Could you perhaps make a quote for this year's presentation using no new images, with a separate price-schedule for adding additional work-for-hire illustrations as needed? The question of why the rate has gone up should, honestly, be pretty obvious to him, but he will feel compelled to ask and act as if you're unjustified for the duration of at least one email exchange, so just be calm and say so. Work-for-hire pricing is often set by illustrators according to predicted number of impressions, and now that you understand the scope of what he was asking for, clearly he will see why future illustrations must fall under category "all over the place", not category "one-shot with a little echo". If the price for the package is "too much", you're still offering to make a presentation up to last year's standards, but without including new images - kind of like the dual-quote suggested above.
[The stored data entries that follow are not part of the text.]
//! # 美化输出工具
//!
//! 提供统一的终端输出样式。
//!
//! ## 依赖关系
//! - 被所有 `commands/` 模块使用
//! - 使用 `colored` crate

use colored::Colorize;

/// 打印成功消息
pub fn print_success(msg: &str) {
    println!("{} {}", "[OK]".green().bold(), msg);
}

/// 打印错误消息
pub fn print_error(msg: &str) {
    eprintln!("{} {}", "[ERR]".red().bold(), msg);
}

/// 打印警告消息
pub fn print_warning(msg: &str) {
    println!("{} {}", "[WARN]".yellow().bold(), msg);
}

/// 打印信息消息
pub fn print_info(msg: &str) {
    println!("{} {}", "[*]".blue().bold(), msg);
}

/// 打印跳过消息
pub fn print_skip(msg: &str) {
    println!("{} {}", "[SKIP]".dimmed(), msg);
}

/// 打印摘要键值行
pub fn print_kv(key: &str, value: &str) {
    println!("  {} {}", format!("{}:", key).dimmed(), value.bold());
}

/// 打印标题栏
pub fn print_header(title: &str) {
    let line = "─".repeat(60);
    println!("\n{}", line.dimmed());
    println!("  {}", title.bold());
    println!("{}\n", line.dimmed());
}

/// 打印分隔线
pub fn print_separator() {
    println!("{}", "─".repeat(60).dimmed());
}
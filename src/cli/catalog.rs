//! # catalog 子命令 CLI 定义
//!
//! 材料目录查看：列出全部目录项，或展开单项的子材料清单。
//!
//! ## 依赖关系
//! - 被 `cli/mod.rs` 使用
//! - 参数传递给 `commands/catalog.rs`

use clap::Args;
use std::path::PathBuf;

/// catalog 子命令参数
#[derive(Args, Debug)]
pub struct CatalogArgs {
    /// Path to the material catalog file
    #[arg(default_value = "catalog.json")]
    pub catalog: PathBuf,

    /// Show the bill of materials for one item (by name or id)
    #[arg(short, long)]
    pub item: Option<String>,
}
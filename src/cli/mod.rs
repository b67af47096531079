//! # CLI 模块
//!
//! 使用 `clap` 定义命令行参数和子命令。
//!
//! ## 命令结构
//! - `rollup`: 墙体材料成本汇总（单文件或批量目录）
//! - `catalog`: 材料目录查看
//! - `check`: 项目文件与目录的对照检查
//!
//! ## 依赖关系
//! - 被 `main.rs` 使用
//! - 子模块: rollup, catalog, check

pub mod catalog;
pub mod check;
pub mod rollup;

use clap::{Parser, Subcommand};

/// qiangsuan - 轻钢龙骨隔墙材料成本汇总工具
#[derive(Parser)]
#[command(name = "qiangsuan")]
#[command(author = "Weimin Gao")]
#[command(version)]
#[command(about = "A material cost rollup toolkit for light-gauge steel wall estimation", long_about = None)]
#[command(propagate_version = true)]
pub struct Cli {
    #[command(subcommand)]
    pub command: Commands,
}

/// 可用的子命令
#[derive(Subcommand)]
pub enum Commands {
    /// Roll up per-wall-type material costs from project files
    Rollup(rollup::RollupArgs),

    /// List catalog items or inspect one item's bill of materials
    Catalog(catalog::CatalogArgs),

    /// Check a project file against the catalog for missing materials
    Check(check::CheckArgs),
}
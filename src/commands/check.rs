//! # check 子命令实现
//!
//! 项目与目录交叉检查：逐墙型列出构造层的目录命中情况，
//! 汇总缺价材料与未定义墙型。缺价不视为错误（汇总时记缺价
//! 标记继续算），未定义墙型会让汇总中断，按错误返回。
//!
//! ## 依赖关系
//! - 使用 `cli/check.rs` 定义的 CheckArgs
//! - 使用 `parsers/` 与 `store/`

use crate::cli::check::CheckArgs;
use crate::error::{QiangsuanError, Result};
use crate::parsers::{parse_catalog_file, parse_project_file};
use crate::store::{lookup_name, CatalogStore, InMemoryCatalog};
use crate::utils::output;

use tabled::{Table, Tabled};

/// 构造层检查行
#[derive(Debug, Clone, Tabled)]
struct CheckRow {
    #[tabled(rename = "墙型")]
    wall_type: String,
    #[tabled(rename = "构造层")]
    layer: String,
    #[tabled(rename = "材料名称")]
    material: String,
    #[tabled(rename = "状态")]
    status: String,
}

/// 执行交叉检查
pub fn execute(args: CheckArgs) -> Result<()> {
    output::print_header("Project / Catalog Cross Check");

    let catalog = parse_catalog_file(&args.catalog)?;
    let store = InMemoryCatalog::from_file(catalog);
    output::print_info(&format!("Catalog loaded: {} items", store.len()));

    let project = parse_project_file(&args.input)?;
    output::print_info(&format!(
        "Project '{}': {} wall types, {} wall instances",
        project.site,
        project.wall_types.len(),
        project.walls.len()
    ));

    let mut rows: Vec<CheckRow> = Vec::new();
    let mut missing: Vec<String> = Vec::new();
    let mut hit = 0usize;
    let mut total = 0usize;

    for (wall_type, layers) in &project.wall_types {
        for (layer_key, material) in layers {
            if material.trim().is_empty() {
                continue;
            }
            total += 1;

            let (status, found) = layer_status(&store, material);
            if found {
                hit += 1;
            } else if !missing.contains(material) {
                missing.push(material.clone());
            }

            rows.push(CheckRow {
                wall_type: wall_type.clone(),
                layer: layer_key.clone(),
                material: material.clone(),
                status,
            });
        }
    }

    println!("{}", Table::new(&rows));

    // 墙体实例引用的墙型必须有定义
    let mut undefined: Vec<String> = Vec::new();
    for wall in &project.walls {
        if !project.wall_types.contains_key(&wall.wall_type)
            && !undefined.contains(&wall.wall_type)
        {
            undefined.push(wall.wall_type.clone());
        }
    }

    output::print_separator();
    output::print_kv("构造层总数", &format!("{}", total));
    output::print_kv("目录命中", &format!("{}", hit));
    output::print_kv("缺价材料", &format!("{}", missing.len()));

    for name in &missing {
        output::print_warning(&format!("缺价: {}", name));
    }
    for name in &undefined {
        output::print_error(&format!("墙型未定义: {}", name));
    }

    if let Some(name) = undefined.first() {
        return Err(QiangsuanError::WallTypeNotFound { name: name.clone() });
    }

    if missing.is_empty() {
        output::print_success("All layers priced from catalog");
    }

    Ok(())
}

/// 单个构造层的命中状态
fn layer_status(store: &dyn CatalogStore, material: &str) -> (String, bool) {
    match store.find_item(lookup_name(material)) {
        Some(item) if !item.sub_materials.is_empty() => (
            format!("命中（{} 子材料）", item.sub_materials.len()),
            true,
        ),
        Some(_) => ("命中（无子材料清单）".to_string(), true),
        None => ("缺价".to_string(), false),
    }
}
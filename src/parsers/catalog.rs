//! # 材料目录文件解析器
//!
//! 解析 JSON 格式的材料目录文件。
//!
//! ## 文件结构
//! ```text
//! {
//!   "items":     [ { id, name, size, spacing, material_rate, labor_rate,
//!                    indirect_rates, sub_materials: [...] }, ... ],
//!   "materials": [ { id, name, width_mm, height_mm, thickness_mm }, ... ]
//! }
//! ```
//!
//! ## 依赖关系
//! - 被 `commands/` 模块使用
//! - 使用 `models/catalog.rs`

use std::fs;
use std::path::Path;

use crate::error::{QiangsuanError, Result};
use crate::models::CatalogFile;

/// 解析材料目录文件
pub fn parse_catalog_file(path: &Path) -> Result<CatalogFile> {
    let content = fs::read_to_string(path).map_err(|e| QiangsuanError::FileReadError {
        path: path.display().to_string(),
        source: e,
    })?;

    parse_catalog_content(&content, &path.display().to_string())
}

/// 从字符串内容解析材料目录
pub fn parse_catalog_content(content: &str, path_label: &str) -> Result<CatalogFile> {
    serde_json::from_str(content).map_err(|e| QiangsuanError::ParseError {
        format: "catalog".to_string(),
        path: path_label.to_string(),
        reason: e.to_string(),
    })
}

#[cfg(test)]
mod tests {
    use super::*;
    use crate::models::MaterialKind;

    #[test]
    fn test_parse_catalog_basic() {
        let content = r#"
{
  "items": [
    {
      "id": "LGS75",
      "name": "75型轻钢龙骨隔墙",
      "size": "75×45×0.6",
      "spacing": 400,
      "material_rate": 28.5,
      "labor_rate": 12.0,
      "sub_materials": [
        {
          "name": "竖龙骨",
          "spec": "C75×45×0.6",
          "unit": "根",
          "per_unit_quantity": 2.6,
          "material_unit_price": 11.8
        },
        {
          "name": "自攻钉",
          "spec": "M3.5×25",
          "unit": "个",
          "per_unit_quantity": 30.0,
          "material_unit_price": 0.05
        }
      ]
    }
  ],
  "materials": [
    { "id": "GB12-STD", "name": "纸面石膏板",
      "width_mm": 1200, "height_mm": 2400, "thickness_mm": 12 }
  ]
}
"#;
        let catalog = parse_catalog_content(content, "test").unwrap();
        assert_eq!(catalog.items.len(), 1);
        assert_eq!(catalog.materials.len(), 1);

        let item = &catalog.items[0];
        assert_eq!(item.name, "75型轻钢龙骨隔墙");
        assert_eq!(item.spacing, Some(400.0));
        assert_eq!(item.composite_rates(), Some((28.5, 12.0)));
        assert_eq!(item.kind(), MaterialKind::Stud);
        assert_eq!(item.sub_materials.len(), 2);
        assert_eq!(item.sub_materials[0].per_unit_quantity, 2.6);
        // 缺省字段取默认值
        assert_eq!(item.sub_materials[0].labor_amount, 0.0);
        assert!(item.indirect_rates.is_none());
    }

    #[test]
    fn test_parse_catalog_with_indirect_rates() {
        let content = r#"
{
  "items": [
    {
      "id": "GB12",
      "name": "12mm纸面石膏板",
      "indirect_rates": { "loss": 0.48, "profit": 1.2 },
      "sub_materials": []
    }
  ]
}
"#;
        let catalog = parse_catalog_content(content, "test").unwrap();
        let rates = catalog.items[0].indirect_rates.unwrap();
        assert_eq!(rates.loss, 0.48);
        assert_eq!(rates.transport, 0.0);
        assert_eq!(rates.profit, 1.2);
    }

    #[test]
    fn test_parse_catalog_invalid() {
        let result = parse_catalog_content("{ not json", "bad");
        assert!(result.is_err());

        // items 键缺失
        let result = parse_catalog_content(r#"{ "materials": [] }"#, "bad");
        assert!(result.is_err());
    }
}
//! # 材料目录数据模型
//!
//! 定义材料目录文件的记录结构：目录项（含基础信息、综合单价、
//! 存储的间接费率与子材料清单）和板材尺寸表。
//!
//! ## 依赖关系
//! - 被 `parsers/catalog.rs` 反序列化
//! - 被 `store/` 和 `rollup/` 使用

use serde::{Deserialize, Serialize};

use crate::models::component::{CostCategory, MaterialKind, SurchargeKind};

/// 板材尺寸（mm）
#[derive(Debug, Clone, Copy, PartialEq, Serialize, Deserialize)]
pub struct Dimensions {
    pub width_mm: f64,
    pub height_mm: f64,
    pub thickness_mm: f64,
}

impl Dimensions {
    /// 单张板面积（m²，未舍入）
    pub fn sheet_area_m2(&self) -> f64 {
        (self.width_mm / 1000.0) * (self.height_mm / 1000.0)
    }
}

/// 板材尺寸表记录
#[derive(Debug, Clone, Serialize, Deserialize)]
pub struct MaterialRecord {
    /// 尺寸记录编号（被子材料 material_id 引用）
    pub id: String,

    /// 材料名称
    pub name: String,

    pub width_mm: f64,
    pub height_mm: f64,
    pub thickness_mm: f64,
}

impl MaterialRecord {
    pub fn dimensions(&self) -> Dimensions {
        Dimensions {
            width_mm: self.width_mm,
            height_mm: self.height_mm,
            thickness_mm: self.thickness_mm,
        }
    }
}

/// 每 m² 间接费率（元/m²，存储模式用）
#[derive(Debug, Clone, Copy, Default, Serialize, Deserialize)]
pub struct IndirectRates {
    #[serde(default)]
    pub loss: f64,
    #[serde(default)]
    pub transport: f64,
    #[serde(default)]
    pub profit: f64,
    #[serde(default)]
    pub tool: f64,
}

impl IndirectRates {
    pub fn rate_for(&self, kind: SurchargeKind) -> f64 {
        match kind {
            SurchargeKind::Loss => self.loss,
            SurchargeKind::Transport => self.transport,
            SurchargeKind::Profit => self.profit,
            SurchargeKind::Tool => self.tool,
        }
    }
}

/// 目录项子材料（BOM 行）
#[derive(Debug, Clone, Serialize, Deserialize)]
pub struct SubMaterial {
    /// 材料名称
    pub name: String,

    /// 规格型号
    #[serde(default)]
    pub spec: String,

    /// 计量单位
    #[serde(default)]
    pub unit: String,

    /// 每 m² 墙面用量
    #[serde(default)]
    pub per_unit_quantity: f64,

    /// 材料单价（订货价，元/计量单位）
    #[serde(default)]
    pub material_unit_price: f64,

    /// 人工费（元/m²）
    #[serde(default)]
    pub labor_amount: f64,

    /// 板材尺寸表引用
    #[serde(default)]
    pub material_id: Option<String>,
}

impl SubMaterial {
    pub fn new(name: impl Into<String>, spec: impl Into<String>, unit: impl Into<String>) -> Self {
        SubMaterial {
            name: name.into(),
            spec: spec.into(),
            unit: unit.into(),
            per_unit_quantity: 0.0,
            material_unit_price: 0.0,
            labor_amount: 0.0,
            material_id: None,
        }
    }
}

/// 材料目录项
///
/// 一个目录项描述一种墙体构造做法：基础信息（名称、规格尺寸、
/// 龙骨间距）、综合单价（元/m²，尾差调整的权威依据）、可选的
/// 存储间接费率，以及分解用的子材料清单。
#[derive(Debug, Clone, Serialize, Deserialize)]
pub struct CatalogItem {
    /// 目录项编号
    pub id: String,

    /// 显示名称（构造层按名称引用）
    pub name: String,

    /// 规格尺寸串（如 "75×45×0.6"）
    #[serde(default)]
    pub size: String,

    /// 龙骨间距（mm）
    #[serde(default)]
    pub spacing: Option<f64>,

    /// 综合材料单价（元/m²）
    #[serde(default)]
    pub material_rate: Option<f64>,

    /// 综合人工单价（元/m²）
    #[serde(default)]
    pub labor_rate: Option<f64>,

    /// 存储的间接费率（元/m²）
    #[serde(default)]
    pub indirect_rates: Option<IndirectRates>,

    /// 子材料清单
    #[serde(default)]
    pub sub_materials: Vec<SubMaterial>,
}

impl CatalogItem {
    pub fn new(id: impl Into<String>, name: impl Into<String>) -> Self {
        CatalogItem {
            id: id.into(),
            name: name.into(),
            size: String::new(),
            spacing: None,
            material_rate: None,
            labor_rate: None,
            indirect_rates: None,
            sub_materials: Vec::new(),
        }
    }

    /// 目录项自身的材料种类（按名称判定）
    pub fn kind(&self) -> MaterialKind {
        MaterialKind::from_name(&self.name)
    }

    /// 目录项归属的费用分类（子材料继承）
    pub fn category(&self) -> CostCategory {
        CostCategory::for_name(self.kind(), &self.name)
    }

    /// 综合单价（材料, 人工），两者都未填时为 None
    pub fn composite_rates(&self) -> Option<(f64, f64)> {
        if self.material_rate.is_none() && self.labor_rate.is_none() {
            return None;
        }
        Some((
            self.material_rate.unwrap_or(0.0),
            self.labor_rate.unwrap_or(0.0),
        ))
    }
}

/// 材料目录文件
#[derive(Debug, Clone, Serialize, Deserialize)]
pub struct CatalogFile {
    pub items: Vec<CatalogItem>,

    /// 板材尺寸表
    #[serde(default)]
    pub materials: Vec<MaterialRecord>,
}

#[cfg(test)]
mod tests {
    use super::*;

    #[test]
    fn test_item_category() {
        let stud = CatalogItem::new("LGS75", "75型轻钢龙骨隔墙");
        assert_eq!(stud.kind(), MaterialKind::Stud);
        assert_eq!(stud.category(), CostCategory::Framing);

        let board = CatalogItem::new("GB12", "12mm纸面石膏板");
        assert_eq!(board.kind(), MaterialKind::Board);
        assert_eq!(
            board.category(),
            CostCategory::Board("12mm纸面石膏板".to_string())
        );
    }

    #[test]
    fn test_composite_rates() {
        let mut item = CatalogItem::new("LGS75", "75型轻钢龙骨隔墙");
        assert!(item.composite_rates().is_none());

        item.material_rate = Some(28.5);
        assert_eq!(item.composite_rates(), Some((28.5, 0.0)));

        item.labor_rate = Some(12.0);
        assert_eq!(item.composite_rates(), Some((28.5, 12.0)));
    }

    #[test]
    fn test_sheet_area() {
        let dims = Dimensions {
            width_mm: 1200.0,
            height_mm: 2400.0,
            thickness_mm: 12.0,
        };
        assert!((dims.sheet_area_m2() - 2.88).abs() < 1e-12);
    }

    #[test]
    fn test_indirect_rate_lookup() {
        let rates = IndirectRates {
            loss: 1.4,
            transport: 0.9,
            profit: 2.5,
            tool: 0.6,
        };
        assert_eq!(rates.rate_for(SurchargeKind::Loss), 1.4);
        assert_eq!(rates.rate_for(SurchargeKind::Tool), 0.6);
    }
}
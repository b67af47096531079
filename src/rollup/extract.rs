//! # 构件提取
//!
//! 汇总管线第一阶段：把每面墙的构造层按目录 BOM 分解为原子
//! 构件。目录命中且有子材料清单时逐条展开；未命中或清单为空
//! 时回退为单一合成构件（兼容未入目录的材料）。
//!
//! ## 展开规则
//! - 直接材料只保留可列示种类（龙骨、板材、保温、焊条），
//!   紧固件等隐藏种类跳过，其成本由尾差调整回补
//! - 名称命中间接费关键字的子材料按间接角色提取，不受列示
//!   种类限制
//! - 材料种类、成本角色、费用分类均在本阶段一次性判定
//!
//! ## 依赖关系
//! - 被 `rollup/aggregate.rs` 的分解装配调用
//! - 使用 `store::CatalogStore` 查询目录
//! - 使用 `rollup/classify.rs` 的关键字判定

use crate::models::{
    Component, CostCategory, CostRole, IndirectRates, MaterialKind, WallCalculationResult,
};
use crate::rollup::classify::is_indirect_name;
use crate::store::{lookup_name, CatalogStore};

/// 分类的来源目录项信息（首次出现者为准）
///
/// 尾差调整的权威综合单价、存储间接费率与规格显示信息都
/// 取自分类的来源目录项。
#[derive(Debug, Clone)]
pub struct CategorySource {
    pub category: CostCategory,

    /// 来源目录项编号
    pub item_id: String,

    /// 规格尺寸串
    pub size: String,

    /// 龙骨间距（mm）
    pub spacing: Option<f64>,

    /// 综合单价（材料, 人工，元/m²）
    pub composite: Option<(f64, f64)>,

    /// 存储的间接费率
    pub stored_rates: Option<IndirectRates>,
}

/// 单面墙的提取产物
#[derive(Debug, Default)]
pub struct Extraction {
    pub components: Vec<Component>,
    pub sources: Vec<CategorySource>,
}

impl Extraction {
    /// 记录分类来源（首次出现保留）
    fn record_source(&mut self, source: CategorySource) {
        if !self.sources.iter().any(|s| s.category == source.category) {
            self.sources.push(source);
        }
    }

    /// 并入另一面墙的提取产物（构件直接追加，来源首次保留）
    pub fn merge(&mut self, other: Extraction) {
        self.components.extend(other.components);
        for source in other.sources {
            self.record_source(source);
        }
    }
}

/// 提取单面墙的全部构件
pub fn extract_components(wall: &WallCalculationResult, store: &dyn CatalogStore) -> Extraction {
    let mut extraction = Extraction::default();

    for (_, layer) in &wall.layers {
        if layer.name.trim().is_empty() {
            continue;
        }

        let stripped = lookup_name(&layer.name);

        match store.find_item(stripped) {
            Some(item) if !item.sub_materials.is_empty() => {
                let category = item.category();

                extraction.record_source(CategorySource {
                    category: category.clone(),
                    item_id: item.id.clone(),
                    size: item.size.clone(),
                    spacing: item.spacing,
                    composite: item.composite_rates(),
                    stored_rates: item.indirect_rates,
                });

                for sub in &item.sub_materials {
                    let kind = MaterialKind::from_name(&sub.name);
                    let role = if is_indirect_name(&sub.name) {
                        CostRole::Indirect
                    } else {
                        CostRole::Direct
                    };

                    // 隐藏种类不进直接材料明细
                    if role == CostRole::Direct && !kind.is_displayed() {
                        continue;
                    }

                    let dimensions = sub
                        .material_id
                        .as_deref()
                        .and_then(|id| store.find_dimensions(id));

                    extraction.components.push(Component {
                        name: sub.name.clone(),
                        spec: sub.spec.clone(),
                        unit: sub.unit.clone(),
                        material_unit_price: sub.material_unit_price,
                        labor_amount: sub.labor_amount,
                        per_unit_quantity: sub.per_unit_quantity,
                        area: wall.area,
                        category: category.clone(),
                        kind,
                        role,
                        not_found: false,
                        sheet_ref: (kind == MaterialKind::Board).then(|| item.id.clone()),
                        dimensions,
                    });
                }
            }
            // 目录未命中或无子材料：按构造层自身价格合成单一构件
            _ => {
                let kind = MaterialKind::from_name(stripped);
                let role = if is_indirect_name(stripped) {
                    CostRole::Indirect
                } else {
                    CostRole::Direct
                };

                extraction.components.push(Component {
                    name: stripped.to_string(),
                    spec: layer.spec.clone(),
                    unit: layer.unit.clone(),
                    material_unit_price: layer.material_unit_price,
                    labor_amount: layer.labor_amount,
                    per_unit_quantity: layer.per_unit_quantity,
                    area: wall.area,
                    category: CostCategory::for_name(kind, stripped),
                    kind,
                    role,
                    not_found: layer.not_found,
                    sheet_ref: None,
                    dimensions: None,
                });
            }
        }
    }

    extraction
}
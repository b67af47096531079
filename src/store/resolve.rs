//! # 墙型构造层解析
//!
//! 将项目文件中的墙体实例解析为带价格信息的墙体计算结果：
//! 逐层查询目录，命中时取目录项的综合单价，未命中时记零价
//! 并置缺价标记（不中断）。
//!
//! ## 依赖关系
//! - 被 `commands/rollup.rs` 调用
//! - 使用 `store::CatalogStore` 与 `models/wall.rs`

use crate::error::{QiangsuanError, Result};
use crate::models::{LayerMaterial, Project, WallCalculationResult};
use crate::store::{lookup_name, CatalogStore};

/// 解析单个构造层的材料价格
pub fn resolve_layer(material_name: &str, store: &dyn CatalogStore) -> LayerMaterial {
    match store.find_item(lookup_name(material_name)) {
        Some(item) => LayerMaterial {
            name: material_name.to_string(),
            spec: item.size.clone(),
            unit: "m²".to_string(),
            material_unit_price: item.material_rate.unwrap_or(0.0),
            labor_amount: item.labor_rate.unwrap_or(0.0),
            per_unit_quantity: 1.0,
            not_found: false,
        },
        None => LayerMaterial {
            name: material_name.to_string(),
            spec: String::new(),
            unit: "m²".to_string(),
            material_unit_price: 0.0,
            labor_amount: 0.0,
            per_unit_quantity: 1.0,
            not_found: true,
        },
    }
}

/// 解析项目的全部墙体实例
///
/// 墙体引用的墙型必须在项目的墙型定义中存在；构造层按层键
/// 顺序解析，空白材料名跳过。
pub fn resolve_project(
    project: &Project,
    store: &dyn CatalogStore,
) -> Result<Vec<WallCalculationResult>> {
    let mut results = Vec::with_capacity(project.walls.len());

    for wall in &project.walls {
        let layers_def =
            project
                .wall_types
                .get(&wall.wall_type)
                .ok_or_else(|| QiangsuanError::WallTypeNotFound {
                    name: wall.wall_type.clone(),
                })?;

        let layers: Vec<(String, LayerMaterial)> = layers_def
            .iter()
            .filter(|(_, material)| !material.trim().is_empty())
            .map(|(key, material)| (key.clone(), resolve_layer(material, store)))
            .collect();

        results.push(WallCalculationResult {
            wall_name: wall.name.clone(),
            wall_type: wall.wall_type.clone(),
            area: wall.resolved_area(),
            layers,
        });
    }

    Ok(results)
}

#[cfg(test)]
mod tests {
    use super::*;
    use crate::models::{CatalogFile, CatalogItem, WallEntry};
    use crate::store::InMemoryCatalog;
    use std::collections::BTreeMap;

    fn sample_store() -> InMemoryCatalog {
        let mut item = CatalogItem::new("LGS75", "75型轻钢龙骨隔墙");
        item.size = "75×45×0.6".to_string();
        item.material_rate = Some(28.5);
        item.labor_rate = Some(12.0);

        InMemoryCatalog::from_file(CatalogFile {
            items: vec![item],
            materials: Vec::new(),
        })
    }

    fn sample_project() -> Project {
        let mut layers = BTreeMap::new();
        layers.insert("1骨架".to_string(), "@75型轻钢龙骨隔墙".to_string());
        layers.insert("2面层".to_string(), "特种防火板".to_string());
        layers.insert("3空层".to_string(), "  ".to_string());

        let mut wall_types = BTreeMap::new();
        wall_types.insert("W1".to_string(), layers);

        Project {
            site: "测试工程".to_string(),
            contract_ratio: None,
            surcharge_percents: None,
            wall_types,
            walls: vec![WallEntry {
                name: "1-2轴".to_string(),
                wall_type: "W1".to_string(),
                width: Some(5.0),
                height: Some(3.0),
                area: None,
            }],
        }
    }

    #[test]
    fn test_resolve_project() {
        let store = sample_store();
        let results = resolve_project(&sample_project(), &store).unwrap();

        assert_eq!(results.len(), 1);
        let wall = &results[0];
        assert_eq!(wall.area, 15.0);
        // 空白层被跳过
        assert_eq!(wall.layers.len(), 2);

        // 目录命中：取综合单价
        let (key, framing) = &wall.layers[0];
        assert_eq!(key, "1骨架");
        assert_eq!(framing.material_unit_price, 28.5);
        assert_eq!(framing.labor_amount, 12.0);
        assert!(!framing.not_found);
        // 原始写法保留 @ 前缀
        assert_eq!(framing.name, "@75型轻钢龙骨隔墙");

        // 目录未命中：零价 + 缺价标记
        let (_, board) = &wall.layers[1];
        assert_eq!(board.material_unit_price, 0.0);
        assert!(board.not_found);
    }

    #[test]
    fn test_resolve_unknown_wall_type() {
        let store = sample_store();
        let mut project = sample_project();
        project.walls[0].wall_type = "W9".to_string();

        let err = resolve_project(&project, &store).unwrap_err();
        assert!(err.to_string().contains("W9"));
    }
}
disclaimer: IANA(freelance illustrator). My husband is, and he gripes about situations like this all the time.
posted by aimedwander at 3:56 PM on January 8, 2010


"This is my fee for the project we discussed, using the images you have in hand. If you want any original illustrations, the fee for those will be $x per use, or $y for an unlimited license."

If he says "Why are you charging extra for illustrations?" the answer is "I've been advised by others in the industry that this is the best way to protect both me and my clients from any subsequent issues."
posted by Sidhedevil at 4:23 PM on January 8, 2010


I would give him two quotes: a quote in which you retain all rights, and a higher quote for work-for-hire. It doesn't have to be adversarial at all in tone, just figure out your WFH rate.

You might present the WFH quote as the regular one, and then the other a discount version.
posted by chesty_a_arthur at 11:57 AM on January 8, 2010


One of the biggest and most thorny problems for consultants is pricing. It's my experience that once you've set a price and terms, making changes to that price and those terms for future work is difficult, at best. You're backed into the corner of "Well, you did it as work-for-hire last year for $x, why are you charging me $y this year?" The tough part is that there's probably not an answer to that question that will leave you with a good relationship with that customer.

In the end, what I would do is this: if you're going to be idle otherwise, do the work at the old rate, but don't prioritize it over higher-paying work.

on preview: chesty_a_arthur has some good advice for future engagements, with a dual quote.